Spider Wisp (Cleome gynandra)

It’s baaaack! I’ve been seeing these plants pop up over the past month as the land drinks in the winter rains. Not to be confused with several species of Cleome spp. grown in flower gardens, the spider wisp (Cleome gynandra) is yet another example of highly nutrition wild greens and medicine considered a “weed” to those not in the know. Originating from Africa, it can now be found in tropical and subtropical locations around the globe.
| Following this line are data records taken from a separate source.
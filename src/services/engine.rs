use std::{sync::Arc, time::Duration};

use tracing::{debug, info, warn};

use crate::{
    error::EngineError,
    models::{
        channel::{ChannelType, Priority},
        message::NotificationJob,
        preference::{FrequencyBucket, NotificationPreference, PreferenceUpdate},
        rule::DeliveryRule,
    },
    services::{
        preferences::PreferenceStore,
        publisher::{PublishOptions, Publisher},
        rules::DeliveryRuleEngine,
    },
    store::{CounterStore, keys},
};

#[derive(Debug, Clone, PartialEq)]
pub enum SubmitOutcome {
    Queued,
    Blocked(DeliveryRule),
    /// The broker refused the publish.
    Rejected,
}

/// Entry point for upstream services. Callers evaluate before enqueueing, or
/// use `submit` to do both.
pub struct NotificationEngine {
    preferences: Arc<PreferenceStore>,
    rules: Arc<DeliveryRuleEngine>,
    publisher: Publisher,
    counters: Arc<dyn CounterStore>,
    cancellation_ttl: Duration,
    default_max_attempts: u32,
}

impl NotificationEngine {
    pub fn new(
        preferences: Arc<PreferenceStore>,
        rules: Arc<DeliveryRuleEngine>,
        publisher: Publisher,
        counters: Arc<dyn CounterStore>,
        cancellation_ttl: Duration,
        default_max_attempts: u32,
    ) -> Self {
        Self {
            preferences,
            rules,
            publisher,
            counters,
            cancellation_ttl,
            default_max_attempts,
        }
    }

    pub async fn evaluate(
        &self,
        user_id: &str,
        organization_id: &str,
        channel: ChannelType,
        category: Option<&str>,
        priority: Priority,
    ) -> DeliveryRule {
        self.rules
            .evaluate(user_id, organization_id, channel, category, priority)
            .await
    }

    /// Publishes a job that already passed evaluation. An accepted publish is
    /// recorded against the user's frequency and rate counters exactly once;
    /// a failure to record is logged and does not fail the enqueue.
    pub async fn enqueue(&self, mut job: NotificationJob) -> Result<bool, EngineError> {
        if job.max_attempts == 0 {
            job.max_attempts = self.default_max_attempts;
        }

        let accepted = self.publisher.publish(&job, PublishOptions::default()).await?;
        if !accepted {
            warn!(job_id = %job.id, channel = %job.channel, "Broker refused notification");
            return Ok(false);
        }

        let bucket = self.frequency_bucket(&job).await;
        if let Err(e) = self
            .rules
            .record_delivery(&job.recipient_id, &job.organization_id, job.channel, bucket)
            .await
        {
            warn!(
                job_id = %job.id,
                channel = %job.channel,
                error = %e,
                "Failed to record delivery counters"
            );
        }

        Ok(true)
    }

    /// Evaluates the job's delivery rule and enqueues it when permitted.
    pub async fn submit(&self, job: NotificationJob) -> Result<SubmitOutcome, EngineError> {
        let rule = self
            .evaluate(
                &job.recipient_id,
                &job.organization_id,
                job.channel,
                job.payload.category.as_deref(),
                job.priority(),
            )
            .await;

        if !rule.can_deliver {
            info!(
                job_id = %job.id,
                channel = %job.channel,
                reason = %rule.reason,
                "Notification blocked by delivery rules"
            );
            return Ok(SubmitOutcome::Blocked(rule));
        }

        match self.enqueue(job).await? {
            true => Ok(SubmitOutcome::Queued),
            false => Ok(SubmitOutcome::Rejected),
        }
    }

    /// Marks a job so its channel consumer drops it instead of delivering.
    /// Nothing is retracted from the delayed exchange; the job still comes
    /// due and is discarded on arrival.
    pub async fn cancel_scheduled(&self, job_id: &str) -> Result<(), EngineError> {
        self.counters
            .set_flag(&keys::cancelled(job_id), self.cancellation_ttl)
            .await?;

        info!(job_id, "Scheduled notification cancelled");
        Ok(())
    }

    pub async fn get_preferences(
        &self,
        user_id: &str,
        organization_id: &str,
    ) -> Result<NotificationPreference, EngineError> {
        Ok(self.preferences.get(user_id, organization_id).await?)
    }

    pub async fn update_preferences(
        &self,
        user_id: &str,
        organization_id: &str,
        update: PreferenceUpdate,
    ) -> Result<NotificationPreference, EngineError> {
        self.preferences
            .update(user_id, organization_id, update)
            .await
    }

    async fn frequency_bucket(&self, job: &NotificationJob) -> Option<FrequencyBucket> {
        match self
            .preferences
            .get(&job.recipient_id, &job.organization_id)
            .await
        {
            Ok(preference) => preference
                .channel(job.channel)
                .and_then(|settings| settings.frequency.bucket()),
            Err(e) => {
                debug!(job_id = %job.id, error = %e, "No preference for frequency bucket");
                None
            }
        }
    }
}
Green Deane’s website has the best write-up I’ve seen on the plant ——-> SEE HERE

Leaves have 5 lobes, are edible, and typically are prickly along the edges (which cooks out).
Photo by Sunny Savage

Spiderwisp is shown inside the red line; outside the red line is purslane (Portulaca oleracea), Spanish needles (Bidens pilosa), false mallow (Malvastrum coromandelianum), and others. Photo by Sunny Savage

It’s four-petaled flowers look very similar to the mustards (Brassicaceae Family), and are also edible. Photo by Sunny Savage

The long protruding seedpods give the plant its characteristic look. Seeds are edible. Photo by Sunny Savage

The leaves, flowers, and seeds of spider wisp are edible cooked. This photo was taken in the parking lot of Mana Foods on Maui, Hawai’i. If you would like to eat the abundant wild greens that prolifically grow there, you might consider politely asking management to petition the contracted caretakers stop the archaic practice of spraying pesticides!